Don't know what I'm suppose to do...

Discussion in 'Rants, Musings and Ideas' started by Afridi786, May 27, 2008.

  1. Afridi786

    Afridi786 Member

    I am 19 years old, I have no friends, I don't have a job, I don't go to school, I don't have any sort of social life, I don't know what I'm suppose to do with myself, everyday I think about my former friends who have moved on with their lives, they're in college, going out with friends, and making something of themselves, and I'm stuck in my parents house afraid of everything. I'm afraid to walk out of the house, I'm afraid to go to school, I'm afraid of people looking at me and judging me, I'm afraid of going to the supermarket for god's sake, if I hear someone laughing, i know its at me, I want all the attention i can get, but I'm afraid of it, if that at all makes sense, i post suicidal thoughts on websites where my family members and former friends have accounts on, none of them have ever even thought to ask me whats wrong or how they can help.

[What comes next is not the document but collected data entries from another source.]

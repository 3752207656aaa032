//! Data models for visit billing: line items, billing records, payments

use chrono::{DateTime, Utc};
use rust_decimal::{Decimal, RoundingStrategy};
use serde::{Deserialize, Serialize};
use sqlx::FromRow;
use utoipa::ToSchema;
use uuid::Uuid;

use crate::error::{BillingError, BillingResult};

/// Scale used for all stored monetary amounts
pub const CURRENCY_SCALE: u32 = 2;

/// Round a monetary amount to currency scale, midpoint away from zero.
/// The result always carries exactly two decimal places, matching how
/// NUMERIC(14,2) columns come back from the database.
pub fn round_money(value: Decimal) -> Decimal {
    let mut rounded =
        value.round_dp_with_strategy(CURRENCY_SCALE, RoundingStrategy::MidpointAwayFromZero);
    rounded.rescale(CURRENCY_SCALE);
    rounded
}

/// Care setting of a visit. Stored as text on the visits table.
#[derive(Debug, Clone, Copy, PartialEq, Eq, Serialize, Deserialize, ToSchema)]
#[serde(rename_all = "lowercase")]
pub enum VisitType {
    Outpatient,
    Inpatient,
    Emergency,
}

impl VisitType {
    pub fn parse(raw: &str) -> Option<Self> {
        match raw {
            "outpatient" => Some(VisitType::Outpatient),
            "inpatient" => Some(VisitType::Inpatient),
            "emergency" => Some(VisitType::Emergency),
            _ => None,
        }
    }

    pub fn as_str(&self) -> &'static str {
        match self {
            VisitType::Outpatient => "outpatient",
            VisitType::Inpatient => "inpatient",
            VisitType::Emergency => "emergency",
        }
    }
}

/// Category of a billing line item
#[derive(Debug, Clone, Copy, PartialEq, Eq, Serialize, Deserialize, ToSchema, sqlx::Type)]
#[serde(rename_all = "lowercase")]
#[sqlx(type_name = "billing_item_type", rename_all = "lowercase")]
pub enum ItemType {
    Service,
    Room,
    Material,
    Procedure,
    Drug,
    Laboratory,
}

impl ItemType {
    /// Human-readable category label for summaries
    pub fn label(&self) -> &'static str {
        match self {
            ItemType::Service => "Services",
            ItemType::Room => "Room & Board",
            ItemType::Material => "Materials",
            ItemType::Procedure => "Procedures",
            ItemType::Drug => "Medications",
            ItemType::Laboratory => "Laboratory",
        }
    }

    /// Stable display order for grouped summaries
    pub const ALL: [ItemType; 6] = [
        ItemType::Service,
        ItemType::Room,
        ItemType::Material,
        ItemType::Procedure,
        ItemType::Drug,
        ItemType::Laboratory,
    ];
}

/// Settlement state of a billing record
#[derive(Debug, Clone, Copy, PartialEq, Eq, Serialize, Deserialize, ToSchema, sqlx::Type)]
#[serde(rename_all = "lowercase")]
#[sqlx(type_name = "payment_status", rename_all = "lowercase")]
pub enum PaymentStatus {
    Pending,
    Partial,
    Paid,
}

/// How a payment was tendered
#[derive(Debug, Clone, Copy, PartialEq, Eq, Serialize, Deserialize, ToSchema, sqlx::Type)]
#[serde(rename_all = "lowercase")]
#[sqlx(type_name = "payment_method", rename_all = "lowercase")]
pub enum PaymentMethod {
    Cash,
    Transfer,
    Card,
}

impl PaymentMethod {
    pub fn is_cash(&self) -> bool {
        matches!(self, PaymentMethod::Cash)
    }
}

/// Discount applied to a billing record.
///
/// A percentage and a fixed amount can both arrive on an update request;
/// the percentage wins in that case.
#[derive(Debug, Clone, Copy, PartialEq)]
pub enum DiscountAdjustment {
    None,
    Fixed(Decimal),
    Percentage(Decimal),
}

impl DiscountAdjustment {
    /// Build from the optional request field pair. Percentage takes
    /// precedence when both are present.
    pub fn from_fields(discount: Option<Decimal>, discount_percentage: Option<Decimal>) -> Self {
        match (discount, discount_percentage) {
            (_, Some(pct)) => DiscountAdjustment::Percentage(pct),
            (Some(amount), None) => DiscountAdjustment::Fixed(amount),
            (None, None) => DiscountAdjustment::None,
        }
    }

    /// Percentage value to persist alongside the computed amount
    pub fn percentage(&self) -> Option<Decimal> {
        match self {
            DiscountAdjustment::Percentage(pct) => Some(*pct),
            _ => None,
        }
    }

    /// Resolve the discount amount against a subtotal, validating bounds
    pub fn amount_against(&self, subtotal: Decimal) -> BillingResult<Decimal> {
        match self {
            DiscountAdjustment::None => Ok(Decimal::ZERO),
            DiscountAdjustment::Fixed(amount) => {
                if amount.is_sign_negative() {
                    return Err(BillingError::Validation(
                        "Discount cannot be negative".to_string(),
                    ));
                }
                if *amount > subtotal {
                    return Err(BillingError::Validation(
                        "Discount cannot exceed subtotal".to_string(),
                    ));
                }
                Ok(round_money(*amount))
            }
            DiscountAdjustment::Percentage(pct) => {
                if pct.is_sign_negative() || *pct > Decimal::ONE_HUNDRED {
                    return Err(BillingError::Validation(
                        "Discount percentage must be between 0 and 100".to_string(),
                    ));
                }
                Ok(round_money(subtotal * *pct / Decimal::ONE_HUNDRED))
            }
        }
    }
}

/// A computed charge line. Line items are derived from clinical source
/// records at calculation time and replaced wholesale on persistence.
#[derive(Debug, Clone, Serialize, Deserialize, ToSchema)]
pub struct BillingLineItem {
    pub item_type: ItemType,
    /// Source record the charge was derived from, when one exists
    pub item_id: Option<Uuid>,
    pub item_name: String,
    pub item_code: Option<String>,
    pub description: Option<String>,
    pub quantity: Decimal,
    pub unit_price: Decimal,
    pub discount: Decimal,
    pub total_price: Decimal,
}

impl BillingLineItem {
    /// Line item with total computed as quantity x unit price
    pub fn new(
        item_type: ItemType,
        item_id: Option<Uuid>,
        item_name: impl Into<String>,
        quantity: Decimal,
        unit_price: Decimal,
    ) -> Self {
        Self {
            item_type,
            item_id,
            item_name: item_name.into(),
            item_code: None,
            description: None,
            quantity,
            unit_price,
            discount: Decimal::ZERO,
            total_price: round_money(quantity * unit_price),
        }
    }

    /// Line item carrying a total already computed at the source,
    /// e.g. material usage captured at dispense time
    pub fn with_recorded_total(
        item_type: ItemType,
        item_id: Option<Uuid>,
        item_name: impl Into<String>,
        quantity: Decimal,
        unit_price: Decimal,
        total_price: Decimal,
    ) -> Self {
        Self {
            item_type,
            item_id,
            item_name: item_name.into(),
            item_code: None,
            description: None,
            quantity,
            unit_price,
            discount: Decimal::ZERO,
            total_price: round_money(total_price),
        }
    }

    pub fn with_code(mut self, code: impl Into<String>) -> Self {
        self.item_code = Some(code.into());
        self
    }

    pub fn with_description(mut self, description: impl Into<String>) -> Self {
        self.description = Some(description.into());
        self
    }
}

/// Sum of line totals, rounded to currency scale
pub fn subtotal_of(items: &[BillingLineItem]) -> Decimal {
    round_money(items.iter().map(|item| item.total_price).sum())
}

/// Persisted billing line item
#[derive(Debug, Clone, Serialize, Deserialize, ToSchema, FromRow)]
pub struct BillingLineItemRow {
    pub id: Uuid,
    pub billing_id: Uuid,
    /// Position within the billing record, starting at 1
    pub line_no: i32,
    pub item_type: ItemType,
    pub item_id: Option<Uuid>,
    pub item_name: String,
    pub item_code: Option<String>,
    pub description: Option<String>,
    pub quantity: Decimal,
    pub unit_price: Decimal,
    pub discount: Decimal,
    pub total_price: Decimal,
    pub created_at: DateTime<Utc>,
}

/// Persisted billing record header, one per visit
#[derive(Debug, Clone, Serialize, Deserialize, ToSchema, FromRow)]
pub struct BillingRecord {
    pub id: Uuid,
    pub visit_id: Uuid,
    pub subtotal: Decimal,
    pub discount: Decimal,
    pub discount_percentage: Option<Decimal>,
    pub insurance_coverage: Decimal,
    pub total_amount: Decimal,
    pub patient_payable: Decimal,
    pub paid_amount: Decimal,
    pub remaining_amount: Decimal,
    pub payment_status: PaymentStatus,
    pub payment_method: Option<PaymentMethod>,
    pub payment_reference: Option<String>,
    pub processed_by: Option<Uuid>,
    pub processed_at: Option<DateTime<Utc>>,
    pub created_at: DateTime<Utc>,
    pub updated_at: DateTime<Utc>,
}

impl BillingRecord {
    /// Balance still owed by the patient
    pub fn remaining_balance(&self) -> Decimal {
        round_money(self.patient_payable - self.paid_amount)
    }
}

/// Persisted payment against a billing record
#[derive(Debug, Clone, Serialize, Deserialize, ToSchema, FromRow)]
pub struct PaymentRecord {
    pub id: Uuid,
    pub billing_id: Uuid,
    pub amount: Decimal,
    pub payment_method: PaymentMethod,
    pub payment_reference: Option<String>,
    pub amount_received: Option<Decimal>,
    pub change_given: Option<Decimal>,
    pub received_by: Uuid,
    pub notes: Option<String>,
    pub created_at: DateTime<Utc>,
}

/// Derived monetary totals for a billing record.
///
/// All mutating paths go through [`BillingTotals::derive`] so the header
/// invariants hold whenever a record is written:
/// `total_amount = subtotal - discount`,
/// `patient_payable = total_amount - insurance_coverage`,
/// `remaining_amount = patient_payable - paid_amount`.
/// An adjustment that would drop `patient_payable` below `paid_amount` is
/// rejected, so `remaining_amount` never goes negative.
#[derive(Debug, Clone, PartialEq)]
pub struct BillingTotals {
    pub subtotal: Decimal,
    pub discount: Decimal,
    pub discount_percentage: Option<Decimal>,
    pub insurance_coverage: Decimal,
    pub total_amount: Decimal,
    pub patient_payable: Decimal,
    pub paid_amount: Decimal,
    pub remaining_amount: Decimal,
    pub payment_status: PaymentStatus,
}

impl BillingTotals {
    pub fn derive(
        subtotal: Decimal,
        adjustment: DiscountAdjustment,
        insurance_coverage: Decimal,
        paid_amount: Decimal,
    ) -> BillingResult<Self> {
        let subtotal = round_money(subtotal);
        let discount = adjustment.amount_against(subtotal)?;
        let total_amount = round_money(subtotal - discount);

        if insurance_coverage.is_sign_negative() {
            return Err(BillingError::Validation(
                "Insurance coverage cannot be negative".to_string(),
            ));
        }
        if insurance_coverage > total_amount {
            return Err(BillingError::Validation(
                "Insurance coverage cannot exceed the discounted total".to_string(),
            ));
        }

        let insurance_coverage = round_money(insurance_coverage);
        let patient_payable = round_money(total_amount - insurance_coverage);
        let paid_amount = round_money(paid_amount);
        if paid_amount > patient_payable {
            return Err(BillingError::Validation(
                "Paid amount exceeds the adjusted patient payable".to_string(),
            ));
        }
        let remaining_amount = round_money(patient_payable - paid_amount);

        Ok(Self {
            subtotal,
            discount,
            discount_percentage: adjustment.percentage(),
            insurance_coverage,
            total_amount,
            patient_payable,
            paid_amount,
            remaining_amount,
            payment_status: Self::status_for(paid_amount, remaining_amount),
        })
    }

    /// Settlement status from amounts alone. Paid requires at least one
    /// recorded payment, so a zero-payable record with no payments stays
    /// pending.
    pub fn status_for(paid_amount: Decimal, remaining_amount: Decimal) -> PaymentStatus {
        if paid_amount <= Decimal::ZERO {
            PaymentStatus::Pending
        } else if remaining_amount > Decimal::ZERO {
            PaymentStatus::Partial
        } else {
            PaymentStatus::Paid
        }
    }
}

I'm completely isolated from everyone and lost in my thoughts, always thinking about how I'll never change, this is my destiny, there is no use fighting it, just accept it, your a loser and will always be a loser...I think about ending it everyday, thinking about pain free ways to go, but than I think about what that would do that to my family, i don't care about myself, but I do care about them, I don't want to be the one to cause them so much emotional pain, I don't know how much more of this i can take, if things don't change soon, I don't think I'll have a choice, I'll just have to find a way to end all contact with my family, and go somewhere and die, that way they'll think I'm still ok, and won't have to endure the pain of my death.
     
  2. LSD

    LSD Well-Known Member

    i know what you mean
    but first you gonna do is step by step
    first ... say the FFFFFF word to anyone who might judge you
    don't give a damn about damn.. do they give you food? house? clothes?..
    nah peopel that judge you..aren't the reason you are here


    i'm 20 and still live with my parents.. so what :p is not like i'm the only one!
    a job.. hell i'm a good for anythng..but its not like i'm the only one without a job

    -- try not to bother what peopel will think cuz yeah .. EVERYBODY won't liek you...
    but there is always one or two who does
    so crap to the ones that don't and don't even mind them
    just focus on the ones that do
    is not like you will stop breathing if everybody hates you :) people is mean so whatever to that

    second.. try joining some social activity..so you will find .. idk friends little by little
    it could be.. a chat network as a begin
    like this forum!!
    you can chat with me when you feell ike doing it :') feel free to pm me

    or maybe go to a library to read a book..
    won't be full of people but little by little you will learn to be around people
    and then you can join the reading group or soemthing

    or a social activity like.. visiting hospitals
    whatever peopel think..you won't mind cuz you will feel goooodd helping others..
    other who needs it
    remember that you are not the only one suffering in the world
    the thing is that all we that suffer.. stay together..
    so we can all get throght that
    or whatever
    :p

    take care !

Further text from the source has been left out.